Des corps dans des situations de détresse, de danger, d’avilissement, coupés par le cadre, réduits à un membre ou un organe : un grand nombre des tableaux vivants de l’actionnisme ne donnent pas de l’humain une image réconfortante. Dire que la figure humaine y est malmenée est un euphémisme. Bien sûr, la peinture autrichienne compte quelques précédents de ce type d’iconographie. De Kokoschka à Klimt, en passant par Schiele, les avant-gardes viennoises ont pu s’illustrer dans un goût pour la déformation, pour une certaine brutalité à l’endroit du corps.

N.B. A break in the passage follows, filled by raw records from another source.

//! View model types representing renderable UI state.
//!
//! This module defines immutable view models computed from application state,
//! following the MVVM pattern. View models are created via
//! `AppState::compute_viewmodel()` and consumed by the renderer; they contain
//! no business logic, only display-ready data: monetary amounts arrive here
//! already formatted as the strings the user will see.

/// Error banner text for a rejected booking due to a date conflict.
pub const UNAVAILABLE_MESSAGE: &str = "Bike is not available for the days selected.";

/// Error banner text for every other submission failure.
pub const SERVER_ERROR_MESSAGE: &str = "Sorry but went something wrong, please try again latter.";

/// Formats a monetary amount the way the widget displays it.
///
/// Two decimal places followed by the euro symbol, e.g. `115.00 €`.
#[must_use]
pub fn format_amount(amount: f64) -> String {
    format!("{amount:.2} €")
}

/// Complete UI view model for rendering.
///
/// Exactly one of `form` and `confirmation` is present: the confirmation
/// layout permanently replaces the form once a booking is confirmed.
#[derive(Debug, Clone, PartialEq)]
pub struct UiViewModel {
    /// Header information (bike name, daily rate).
    pub header: HeaderInfo,

    /// Footer information (keybinding hints).
    pub footer: FooterInfo,

    /// The booking form, while no booking has been confirmed.
    pub form: Option<FormView>,

    /// The post-booking confirmation layout.
    pub confirmation: Option<ConfirmationView>,
}

/// Header display information.
#[derive(Debug, Clone, PartialEq)]
pub struct HeaderInfo {
    /// Title text to display in the header bar.
    pub title: String,
}

/// Footer display information.
#[derive(Debug, Clone, PartialEq)]
pub struct FooterInfo {
    /// Keybinding help text (e.g., "Tab: switch field  Enter: book").
    pub keybindings: String,
}

/// The booking form: date pickers, price breakdown, submit button, and an
/// optional error banner.
#[derive(Debug, Clone, PartialEq)]
pub struct FormView {
    /// Heading above the date fields.
    pub section_title: String,

    /// The start-date field.
    pub start_date: DateField,

    /// The end-date field.
    pub end_date: DateField,

    /// Heading above the price breakdown.
    pub overview_title: String,

    /// Subtotal, service fee, and total, in display order.
    pub price_rows: Vec<PriceRow>,

    /// The booking button.
    pub submit: SubmitInfo,

    /// Error message for a failed submission, if any.
    pub error_banner: Option<String>,
}

/// One date field of the form.
#[derive(Debug, Clone, PartialEq)]
pub struct DateField {
    /// Field label ("Start date" / "End date").
    pub label: String,

    /// Date value formatted `YYYY-MM-DD`.
    pub value: String,

    /// Whether this field currently has input focus.
    pub is_focused: bool,
}

/// One row of the price breakdown.
#[derive(Debug, Clone, PartialEq)]
pub struct PriceRow {
    /// Row label ("Subtotal", "Service Fee", "Total").
    pub label: String,

    /// Pre-formatted amount, e.g. `115.00 €`.
    pub amount: String,

    /// Whether the row is rendered emphasized (the total).
    pub emphasized: bool,
}

/// The booking button.
#[derive(Debug, Clone, PartialEq)]
pub struct SubmitInfo {
    /// Button label.
    pub label: String,

    /// Whether the button currently has input focus.
    pub is_focused: bool,
}

/// The post-booking confirmation layout.
///
/// Shown instead of the form once the booking API accepts a rental; stays on
/// screen until the pane is reloaded for another bike.
#[derive(Debug, Clone, PartialEq)]
pub struct ConfirmationView {
    /// Primary heading ("Thank you!").
    pub title: String,

    /// Secondary heading ("Your bike is booked.").
    pub subtitle: String,

    /// Name of the booked bike.
    pub bike_name: String,

    /// Category label of the booked bike.
    pub bike_kind: String,

    /// URL of the bike's primary image; empty when not configured.
    pub image_url: String,
}

#[cfg(test)]
mod tests {
    use super::*;

    #[test]
    fn amounts_render_two_decimals_with_euro_suffix() {
        assert_eq!(format_amount(115.0), "115.00 €");
        assert_eq!(format_amount(19.5), "19.50 €");
        assert_eq!(format_amount(149.5), "149.50 €");
        assert_eq!(format_amount(0.0), "0.00 €");
    }
}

Celle-là même qu’Arnulf Rainer met en scène dans ses autoportraits grimaçants ou abîmés de contorsions, qu’il attaque de traits acérés à même le tirage photographique. La charge est très forte, mais la destruction, la lacération restant d’ordre symbolique, le travail de Rainer, malgré sa violence ne connaît pas la censure subie par les actionnistes. Le caractère fictionnel de ses œuvres ne fait aucun doute, quand bien même l’acharnement de l’artiste sur sa figure et sur la figure humaine est extrêmement douloureux et sans aucun doute une source vive d’inspiration pour ses contemporains actionnistes. Il y a toutefois dans les images de ces derniers une dimension littérale qui provoque une projection plus forte du spectateur. Cas rares dans l’histoire de la représentation : ces photographies ont été interprétées comme des faits de violence réelle, et plus qu’à l’art, c’est aux faits politiques et sociaux de l’Autriche qu’elles ont été associées.

« Je pense que l’autrichien a déjà vu passer bien d’autres choses qui auraient dû bien autrement blesser sa pudeur. » (Otto Mühl, 1977)

Pour donner une idée du climat de confusion qui règne autour des actionnistes durant ces années 1960 à Vienne, une anecdote est parlante : Mühl et Nitsch sont convoqués par la police et interrogés lorsqu’une danseuse de l’opéra est assassinée. Immédiatement listés parmi les suspects, ils ne sont pas perçus comme les artistes-agitateurs qu’ils sont alors, mais comme des meurtriers en puissance. La trop grande proximité de leur peinture en photographie avec des actes de violence secoue leurs contemporains, même par ouï-dire. Il convient de préciser que s’ils évoquent des brutalités ou des angoisses qui leur sont propres et appartiennent à leurs biographies, le devenir matériel du corps pour Mühl (qu’il a découvert sur le front dans les Ardennes), la peur de la castration et de la torture chez Brus, Nitsch et Schwarzkogler, ces configurations corporelles n’entrent pas moins en résonance avec le passé récent de l’Autriche. Toutes les preuves, toutes les traces du passé nazi ont été soigneusement dissimulées. « Nous peuplons un traumatisme » déclarera Thomas Bernhard en 1968 pour décrire sa situation, et celle de ses concitoyens. C’est sur ce traumatisme que les actionnistes travaillent également, en créant des représentations où la condition humaine est réduite à sa plus effrayante fragilité.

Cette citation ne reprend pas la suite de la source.